Extension of the COVID-19 insolvency protections – what’s the real problem?

The Australian government has extended the monetary threshold of A$20,000 for the commencement by creditors of bankruptcy and liquidation proceedings and the 6 month periods for compliance, to 31 December 2020.  It has also extended the special COVID-19 ‘safe harbour’ protection for the same period.

This has prompted an outcry of objections to the extensions.
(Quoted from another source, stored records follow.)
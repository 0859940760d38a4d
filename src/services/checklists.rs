use std::sync::Arc;

use serde_json::json;

use crate::api::{endpoints, ApiClient};
use crate::models::Checklist;
use crate::services::validation::{validate_checklist_item, ChecklistItemInput};
use crate::services::{decode, ServiceResponse};

/// Role-scoped checklists per project. Item writes are admin-only;
/// completion toggling is open to the checklist's role.
pub struct ChecklistService {
    client: Arc<ApiClient>,
}

impl ChecklistService {
    pub fn new(client: Arc<ApiClient>) -> Self {
        Self { client }
    }

    /// Checklist for one project and role.
    pub async fn get(&self, project_id: &str, role: &str) -> ServiceResponse<Checklist> {
        let path = format!("{}/{project_id}/{role}", endpoints::CHECKLISTS);

        match self.client.get(&path).await.and_then(decode::<Checklist>) {
            Ok(mut checklist) => {
                checklist.format_for_display();
                ServiceResponse::ok(checklist, "Checklista hämtad framgångsrikt")
            }
            Err(err) => ServiceResponse::from_error(
                err,
                &format!("Kunde inte hämta checklista för {role}"),
                &[],
            ),
        }
    }

    /// All checklists for one project.
    pub async fn list(&self, project_id: &str) -> ServiceResponse<Vec<Checklist>> {
        let path = format!("{}/{project_id}", endpoints::CHECKLISTS);

        match self.client.get(&path).await.and_then(decode::<Vec<Checklist>>) {
            Ok(mut checklists) => {
                for checklist in &mut checklists {
                    checklist.format_for_display();
                }
                let count = checklists.len();
                ServiceResponse::ok(checklists, format!("Hämtade {count} checklistor"))
            }
            Err(err) => {
                ServiceResponse::from_error(err, "Kunde inte hämta projektets checklistor", &[])
            }
        }
    }

    /// Add an item; the backend returns the whole updated checklist.
    pub async fn add_item(
        &self,
        project_id: &str,
        role: &str,
        input: &ChecklistItemInput,
    ) -> ServiceResponse<Checklist> {
        let errors = validate_checklist_item(input);
        if !errors.is_empty() {
            return ServiceResponse::validation(errors);
        }

        let path = format!("{}/{project_id}/{role}/items", endpoints::CHECKLISTS);
        let body = json!(input);
        match self.client.post(&path, &body).await.and_then(decode::<Checklist>) {
            Ok(mut checklist) => {
                checklist.format_for_display();
                ServiceResponse::ok(checklist, "Checklistpunkt tillagd framgångsrikt")
            }
            Err(err) => {
                ServiceResponse::from_error(err, "Kunde inte lägga till checklistpunkt", &[])
            }
        }
    }

    pub async fn update_item(
        &self,
        project_id: &str,
        role: &str,
        item_id: &str,
        input: &ChecklistItemInput,
    ) -> ServiceResponse<Checklist> {
        let errors = validate_checklist_item(input);
        if !errors.is_empty() {
            return ServiceResponse::validation(errors);
        }

        let path = format!("{}/{project_id}/{role}/items/{item_id}", endpoints::CHECKLISTS);
        let body = json!(input);
        match self.client.put(&path, &body).await.and_then(decode::<Checklist>) {
            Ok(mut checklist) => {
                checklist.format_for_display();
                ServiceResponse::ok(checklist, "Checklistpunkt uppdaterad framgångsrikt")
            }
            Err(err) => {
                ServiceResponse::from_error(err, "Kunde inte uppdatera checklistpunkt", &[])
            }
        }
    }

    pub async fn remove_item(
        &self,
        project_id: &str,
        role: &str,
        item_id: &str,
    ) -> ServiceResponse<Checklist> {
        let path = format!("{}/{project_id}/{role}/items/{item_id}", endpoints::CHECKLISTS);

        match self.client.delete(&path).await.and_then(decode::<Checklist>) {
            Ok(mut checklist) => {
                checklist.format_for_display();
                ServiceResponse::ok(checklist, "Checklistpunkt borttagen framgångsrikt")
            }
            Err(err) => {
                ServiceResponse::from_error(err, "Kunde inte ta bort checklistpunkt", &[])
            }
        }
    }

    /// Flip an item's completion state.
    pub async fn toggle_item(
        &self,
        project_id: &str,
        role: &str,
        item_id: &str,
        completed: bool,
    ) -> ServiceResponse<Checklist> {
        let path = format!("{}/{project_id}/{role}/toggle", endpoints::CHECKLISTS);
        let body = json!({ "itemId": item_id, "completed": completed });

        match self.client.patch(&path, &body).await.and_then(decode::<Checklist>) {
            Ok(mut checklist) => {
                checklist.format_for_display();
                let message = if completed {
                    "Punkt markerad som klar"
                } else {
                    "Punkt markerad som ej klar"
                };
                ServiceResponse::ok(checklist, message)
            }
            Err(err) => {
                ServiceResponse::from_error(err, "Kunde inte uppdatera checklistpunkt", &[])
            }
        }
    }
}
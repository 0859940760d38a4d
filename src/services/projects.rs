use std::sync::Arc;

use serde_json::json;

use crate::api::{endpoints, ApiClient};
use crate::models::Project;
use crate::services::validation::{validate_project, ProjectInput};
use crate::services::{decode, ServiceResponse};

// Shared status table for project operations, mirroring the backend's
// error vocabulary.
const STATUS_MESSAGES: &[(u16, &str)] = &[
    (400, "Ogiltiga data skickades"),
    (401, "Du är inte inloggad"),
    (403, "Du har inte behörighet för denna åtgärd"),
    (404, "Projektet hittades inte"),
    (409, "Ett projekt med detta namn finns redan"),
    (422, "Valideringsfel"),
    (500, "Serverfel uppstod"),
];

// Duplicate-key marker some backend deployments leak through verbatim.
const DUPLICATE_KEY_MARKER: &str = "E11000 duplicate key error";

/// Project administration (admin only for writes).
pub struct ProjectService {
    client: Arc<ApiClient>,
}

impl ProjectService {
    pub fn new(client: Arc<ApiClient>) -> Self {
        Self { client }
    }

    pub async fn list(&self) -> ServiceResponse<Vec<Project>> {
        match self
            .client
            .get(endpoints::PROJECTS)
            .await
            .and_then(decode::<Vec<Project>>)
        {
            Ok(mut projects) => {
                for project in &mut projects {
                    project.format_for_display();
                }
                let count = projects.len();
                ServiceResponse::ok(projects, format!("Hämtade {count} projekt"))
            }
            Err(err) => ServiceResponse::from_error(err, "Kunde inte hämta projekt", &[]),
        }
    }

    pub async fn get(&self, id: &str) -> ServiceResponse<Project> {
        let path = format!("{}/{id}", endpoints::PROJECTS);

        match self.client.get(&path).await.and_then(decode::<Project>) {
            Ok(mut project) => {
                project.format_for_display();
                ServiceResponse::ok(project, "Projekt hämtat framgångsrikt")
            }
            Err(err) => ServiceResponse::from_error(err, "Kunde inte hämta projekt", &[]),
        }
    }

    pub async fn create(&self, input: &ProjectInput) -> ServiceResponse<Project> {
        let errors = validate_project(input);
        if !errors.is_empty() {
            return ServiceResponse::validation(errors);
        }

        let body = json!(input);
        match self
            .client
            .post(endpoints::PROJECTS, &body)
            .await
            .and_then(decode::<Project>)
        {
            Ok(mut project) => {
                project.format_for_display();
                ServiceResponse::ok(project, "Projekt skapat framgångsrikt")
            }
            Err(err) => {
                ServiceResponse::from_error(err, "Kunde inte skapa projekt", STATUS_MESSAGES)
            }
        }
    }

    pub async fn update(&self, id: &str, input: &ProjectInput) -> ServiceResponse<Project> {
        let errors = validate_project(input);
        if !errors.is_empty() {
            return ServiceResponse::validation(errors);
        }

        let path = format!("{}/{id}", endpoints::PROJECTS);
        let body = json!(input);
        match self.client.put(&path, &body).await.and_then(decode::<Project>) {
            Ok(mut project) => {
                project.format_for_display();
                ServiceResponse::ok(project, "Projekt uppdaterat framgångsrikt")
            }
            Err(err) => {
                let mut resp: ServiceResponse<Project> =
                    ServiceResponse::from_error(err, "Kunde inte uppdatera projekt", STATUS_MESSAGES);
                // A leaked duplicate-key error means the name is taken
                if resp.message.contains(DUPLICATE_KEY_MARKER) {
                    resp.message = "Ett projekt med detta namn finns redan".to_string();
                    resp.status = Some(409);
                }
                resp
            }
        }
    }

    pub async fn delete(&self, id: &str) -> ServiceResponse<()> {
        let path = format!("{}/{id}", endpoints::PROJECTS);

        match self.client.delete(&path).await {
            Ok(_) => ServiceResponse::ok((), "Projekt borttaget framgångsrikt"),
            Err(err) => ServiceResponse::from_error(err, "Kunde inte ta bort projekt", &[]),
        }
    }
}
Why?

The creditor and related interests objecting to these extensions overstate their own willingness to use insolvency for the public spirited aims they mention – to clean out zombie companies and prevent insolvent trading and accumulation of unpayable debt.
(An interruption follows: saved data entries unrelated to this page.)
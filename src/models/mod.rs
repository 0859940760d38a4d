// Backend entity records. The backend owns these shapes; the client only
// imposes what the UI needs: dual identity fields (`id` / `_id`), optional
// timestamps and display formatting.

pub mod checklist;
pub mod post;
pub mod progress;
pub mod project;
pub mod user;

pub use checklist::{Checklist, ChecklistItem};
pub use post::Post;
pub use progress::{
    ProgressItem, ProgressStatistics, ProjectProgress, RoleCount, RoleProgress, RoleProgressDetail,
};
pub use project::Project;
pub use user::User;

use chrono::{DateTime, Datelike, Timelike, Utc};

// Swedish short month names, matching sv-SE locale output.
const MONTHS_SHORT: [&str; 12] = [
    "jan.", "feb.", "mars", "apr.", "maj", "juni", "juli", "aug.", "sep.", "okt.", "nov.", "dec.",
];

/// Format a timestamp as Swedish short date with time, e.g. "5 aug. 2025 14:30".
/// Missing timestamps render as "-".
pub fn format_datetime(ts: Option<DateTime<Utc>>) -> String {
    match ts {
        Some(t) => format!(
            "{} {} {} {:02}:{:02}",
            t.day(),
            MONTHS_SHORT[t.month0() as usize],
            t.year(),
            t.hour(),
            t.minute()
        ),
        None => "-".to_string(),
    }
}

/// Date-only variant, e.g. "5 aug. 2025".
pub fn format_date(ts: Option<DateTime<Utc>>) -> String {
    match ts {
        Some(t) => format!("{} {} {}", t.day(), MONTHS_SHORT[t.month0() as usize], t.year()),
        None => "-".to_string(),
    }
}

/// Pick the first present identity field.
pub(crate) fn identity<'a>(id: &'a Option<String>, alt_id: &'a Option<String>) -> Option<&'a str> {
    id.as_deref().or(alt_id.as_deref())
}

/// True when either identity field equals `candidate`.
pub(crate) fn matches_identity(id: &Option<String>, alt_id: &Option<String>, candidate: &str) -> bool {
    id.as_deref() == Some(candidate) || alt_id.as_deref() == Some(candidate)
}

#[cfg(test)]
mod tests {
    use super::*;
    use chrono::TimeZone;

    #[test]
    fn formats_swedish_datetime() {
        let ts = Utc.with_ymd_and_hms(2025, 8, 5, 14, 30, 0).unwrap();
        assert_eq!(format_datetime(Some(ts)), "5 aug. 2025 14:30");
        assert_eq!(format_date(Some(ts)), "5 aug. 2025");
    }

    #[test]
    fn missing_timestamp_renders_dash() {
        assert_eq!(format_datetime(None), "-");
        assert_eq!(format_date(None), "-");
    }

    #[test]
    fn month_without_trailing_dot() {
        let ts = Utc.with_ymd_and_hms(2025, 3, 1, 8, 5, 0).unwrap();
        assert_eq!(format_datetime(Some(ts)), "1 mars 2025 08:05");
    }
}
Creditor objections are perhaps more based on the time and monetary restrictions imposed on their use of the collective insolvency processes – bankruptcy notices and winding up demands and court applications – for private debt recovery; and less based on any public-spirited right on their part to put an insolvent debtor into insolvency, so that the public and equal sharing features of insolvency can be activated.

Why are there so many winding up orders?

Given the limited returns to creditors in insolvency, the question might be why there are so many winding up orders, well over 20% of all liquidations – with the petitioning creditor finding itself sharing negligible assets with many others, and then receiving endless communications from the liquidator, and perhaps a preference demand.
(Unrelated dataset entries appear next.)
// Session context: current user identity, bearer token and the durable
// storage behind them. Injected explicitly into the HTTP client and the
// route guard rather than accessed as ambient global state.

use std::collections::HashMap;
use std::fs;
use std::path::PathBuf;
use std::sync::{Mutex, RwLock};

use crate::config;
use crate::models::User;
use crate::services::users::{LoginData, UserService};
use crate::services::ServiceResponse;
use crate::types::role_display_name;

/// Durable storage keys, shared with earlier deployments of the web client.
pub const AUTH_TOKEN_KEY: &str = "auth_token";
pub const AUTH_USER_KEY: &str = "auth_user";

const LOGIN_ROUTE: &str = "/login";

/// Key/value store surviving restarts, used for session restoration.
pub trait SessionStorage: Send + Sync {
    fn get(&self, key: &str) -> Option<String>;
    fn set(&self, key: &str, value: &str) -> anyhow::Result<()>;
    fn remove(&self, key: &str);
}

/// File-per-key storage under the client config directory.
pub struct FileStorage {
    dir: PathBuf,
}

impl FileStorage {
    pub fn new(dir: PathBuf) -> Self {
        Self { dir }
    }

    pub fn from_config() -> Self {
        Self::new(config::config().storage.config_dir.clone())
    }
}

impl SessionStorage for FileStorage {
    fn get(&self, key: &str) -> Option<String> {
        fs::read_to_string(self.dir.join(key)).ok()
    }

    fn set(&self, key: &str, value: &str) -> anyhow::Result<()> {
        fs::create_dir_all(&self.dir)?;
        fs::write(self.dir.join(key), value)?;
        Ok(())
    }

    fn remove(&self, key: &str) {
        let _ = fs::remove_file(self.dir.join(key));
    }
}

/// In-memory storage for tests and ephemeral sessions.
#[derive(Default)]
pub struct MemoryStorage {
    entries: Mutex<HashMap<String, String>>,
}

impl MemoryStorage {
    pub fn new() -> Self {
        Self::default()
    }
}

impl SessionStorage for MemoryStorage {
    fn get(&self, key: &str) -> Option<String> {
        self.entries.lock().unwrap().get(key).cloned()
    }

    fn set(&self, key: &str, value: &str) -> anyhow::Result<()> {
        self.entries.lock().unwrap().insert(key.to_string(), value.to_string());
        Ok(())
    }

    fn remove(&self, key: &str) {
        self.entries.lock().unwrap().remove(key);
    }
}

impl<S: SessionStorage + ?Sized> SessionStorage for std::sync::Arc<S> {
    fn get(&self, key: &str) -> Option<String> {
        (**self).get(key)
    }

    fn set(&self, key: &str, value: &str) -> anyhow::Result<()> {
        (**self).set(key, value)
    }

    fn remove(&self, key: &str) {
        (**self).remove(key)
    }
}

#[derive(Default)]
struct SessionState {
    token: Option<String>,
    user: Option<User>,
}

/// Two-state session: Anonymous (no token, no user) or Authenticated.
///
/// Transitions: `login` on success, `logout` explicitly, `invalidate` on a
/// 401 from any API call. The forced navigation a browser would do on
/// logout/401 is modeled as a pending redirect the caller consumes.
pub struct Session {
    state: RwLock<SessionState>,
    storage: Box<dyn SessionStorage>,
    pending_redirect: Mutex<Option<String>>,
}

impl Session {
    pub fn new(storage: Box<dyn SessionStorage>) -> Self {
        Self {
            state: RwLock::new(SessionState::default()),
            storage,
            pending_redirect: Mutex::new(None),
        }
    }

    /// Restore Authenticated state from durable storage at startup.
    ///
    /// A missing token keeps the session Anonymous; an unparseable stored
    /// user clears both durable entries.
    pub fn initialize(&self) {
        let stored_token = self.storage.get(AUTH_TOKEN_KEY);
        let stored_user = self.storage.get(AUTH_USER_KEY);

        match (stored_token, stored_user) {
            (Some(token), Some(raw_user)) => match serde_json::from_str::<User>(&raw_user) {
                Ok(user) => {
                    let mut state = self.state.write().unwrap();
                    state.token = Some(token);
                    state.user = Some(user);
                }
                Err(err) => {
                    tracing::warn!("corrupted stored session, clearing: {err}");
                    self.storage.remove(AUTH_TOKEN_KEY);
                    self.storage.remove(AUTH_USER_KEY);
                }
            },
            (token, _) => {
                // Token without user (or vice versa) is not restorable
                if token.is_some() {
                    self.storage.remove(AUTH_TOKEN_KEY);
                    self.storage.remove(AUTH_USER_KEY);
                }
            }
        }
    }

    pub fn is_authenticated(&self) -> bool {
        self.token().is_some()
    }

    /// Current bearer token: in-memory state first, durable storage as a
    /// fallback.
    pub fn token(&self) -> Option<String> {
        if let Some(token) = self.state.read().unwrap().token.clone() {
            return Some(token);
        }
        self.storage.get(AUTH_TOKEN_KEY)
    }

    pub fn user(&self) -> Option<User> {
        self.state.read().unwrap().user.clone()
    }

    /// Current user's role. An empty role attribute counts as no role.
    pub fn role(&self) -> Option<String> {
        self.state
            .read()
            .unwrap()
            .user
            .as_ref()
            .map(|u| u.role.clone())
            .filter(|role| !role.is_empty())
    }

    pub fn role_display(&self) -> Option<String> {
        self.role().map(|r| role_display_name(&r).to_string())
    }

    /// Authenticate and transition Anonymous -> Authenticated on success.
    /// A failed call leaves the session untouched and returns the error
    /// envelope as-is.
    pub async fn login(
        &self,
        users: &UserService,
        username: &str,
        password: &str,
    ) -> ServiceResponse<LoginData> {
        let result = users.login(username, password).await;

        if result.success {
            if let Some(data) = &result.data {
                self.establish(&data.token, &data.user);
            }
        }

        result
    }

    /// Persist a fresh token + user pair in memory and durable storage.
    pub fn establish(&self, token: &str, user: &User) {
        if let Err(err) = self.storage.set(AUTH_TOKEN_KEY, token) {
            tracing::warn!("failed to persist auth token: {err}");
        }
        match serde_json::to_string(user) {
            Ok(raw) => {
                if let Err(err) = self.storage.set(AUTH_USER_KEY, &raw) {
                    tracing::warn!("failed to persist auth user: {err}");
                }
            }
            Err(err) => tracing::warn!("failed to serialize auth user: {err}"),
        }

        let mut state = self.state.write().unwrap();
        state.token = Some(token.to_string());
        state.user = Some(user.clone());
    }

    /// Explicit logout: clear everything and force navigation to the
    /// login route.
    pub fn logout(&self) {
        self.clear();
        self.force_redirect(LOGIN_ROUTE);
    }

    /// Teardown on an unauthorized response. Same effect as logout, kept
    /// separate so the 401 path is visible in logs.
    pub fn invalidate(&self) {
        tracing::warn!("session invalidated by unauthorized response");
        self.clear();
        self.force_redirect(LOGIN_ROUTE);
    }

    fn clear(&self) {
        {
            let mut state = self.state.write().unwrap();
            state.token = None;
            state.user = None;
        }
        self.storage.remove(AUTH_TOKEN_KEY);
        self.storage.remove(AUTH_USER_KEY);
    }

    fn force_redirect(&self, to: &str) {
        *self.pending_redirect.lock().unwrap() = Some(to.to_string());
    }

    /// Consume the forced-navigation target, if one is pending.
    pub fn take_redirect(&self) -> Option<String> {
        self.pending_redirect.lock().unwrap().take()
    }
}
// Shared wiring for integration tests: a mock backend per test plus a
// fresh in-memory session, so no test touches the real API or the user's
// config directory.

use std::sync::Arc;

use wiremock::MockServer;

use a11y_guide_client::api::ApiClient;
use a11y_guide_client::services::{
    ChecklistService, PostService, ProgressService, ProjectService, UserService,
};
use a11y_guide_client::session::{MemoryStorage, Session};

pub struct TestBackend {
    pub server: MockServer,
    pub session: Arc<Session>,
    pub client: Arc<ApiClient>,
}

impl TestBackend {
    pub async fn start() -> Self {
        let server = MockServer::start().await;
        let session = Arc::new(Session::new(Box::new(MemoryStorage::new())));
        let client = Arc::new(
            ApiClient::new(&server.uri(), 10, session.clone()).expect("test client"),
        );
        Self { server, session, client }
    }

    pub fn users(&self) -> UserService {
        UserService::new(self.client.clone())
    }

    pub fn projects(&self) -> ProjectService {
        ProjectService::new(self.client.clone())
    }

    pub fn posts(&self) -> PostService {
        PostService::new(self.client.clone())
    }

    pub fn checklists(&self) -> ChecklistService {
        ChecklistService::new(self.client.clone())
    }

    pub fn progress(&self) -> ProgressService {
        ProgressService::new(self.client.clone())
    }

    pub fn login_as(&self, username: &str, role: &str) {
        let user = serde_json::from_value(serde_json::json!({
            "id": "u-test", "username": username, "role": role
        }))
        .expect("test user");
        self.session.establish("test-token", &user);
    }
}

/// Client whose requests all fail at the connection level. Port 9 is the
/// discard service, closed on loopback in practice.
pub fn unreachable_client() -> (Arc<Session>, Arc<ApiClient>) {
    let session = Arc::new(Session::new(Box::new(MemoryStorage::new())));
    let client = Arc::new(
        ApiClient::new("http://127.0.0.1:9", 1, session.clone()).expect("test client"),
    );
    (session, client)
}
One reason might be the pre-virus debt threshold of only $2000, a figure set in 1993, the sentiments of a judge at that time

‘that any claim under $2 000 in this Court is prima facie beneath the dignity of the court’

notwithstanding.  The COVID-19 $20,000 may represent a more suitable threshold.

At the best of times, only 7% of liquidations produce any dividends to creditors and in many the liquidator is unpaid.  The fact that creditors are understandably not willing to fund liquidations in what is a privatised insolvency process, in accord with the government’s 2016 opt-out game plan, is fair enough.  It is one reason for zombies continuing, and another for the large number of companies that simply slide into deregistration by default. The extensions of the insolvency protections will not make much difference here.  In these the worst of times there will be even more companies ‘too poor to go broke’.

The restrictions on creditors using insolvency for debt recovery are real.

The new restrictions on debt recovery

We know that there are about 10,000 bankruptcy notices issued each year, but only 1,500 sequestration orders, with slightly higher proportions figures for court ordered liquidations and winding up demands.  We don’t know but can assume that much debt was recovered pre-virus by the processes leading up to the steps of the court.  That recovery option is now much limited.

Some would say that should be made permanent. In bankruptcy, there have been moves to impose a $50,000 debt threshold on creditors’ petitions, with a requirement for creditors to exercise private enforcement rights beforehand.

Insolvent trading?

As to the opposition to the further extension of the insolvent trading (s 588G) protection, much can be said about 588G, but on the other hand very little.  Creditors had no such protection until 1993, and government and industry have since then made no real effort to gather data to allow us to know its effectiveness. Tax and other personal liabilities of directors loom larger.  One academic analysis, comparing Australia with the UK, commented that it is

“remarkable’ that s 588G ‘appears to have been no more effective over its near 50 year history than section 214 [the UK equivalent] has been in its 27 years’”.

An Australian study found only 39 worthwhile court judgments on insolvent trading from 2004 to 2017.

The creditors

As to the creditors, who are invariably also debtors, there is a need for adjustment as does happen when morally hazardous overly protective law is removed.  Business operations had settled into unhealthy arrangements that might now need to be revisited. As to one, removing the ability for businesses to rely on the ATO to finance their operations would have a greater impact than COVID-19, however much the current crisis is acknowledged to be causing significant distress.

Insolvency law has a pervasive and beneficial influence on commercial dealings but it can only ever go so far. There may be good other reasons to object to the extensions of the insolvency protections, but the reasons being offered by certain groups don’t quite ring true.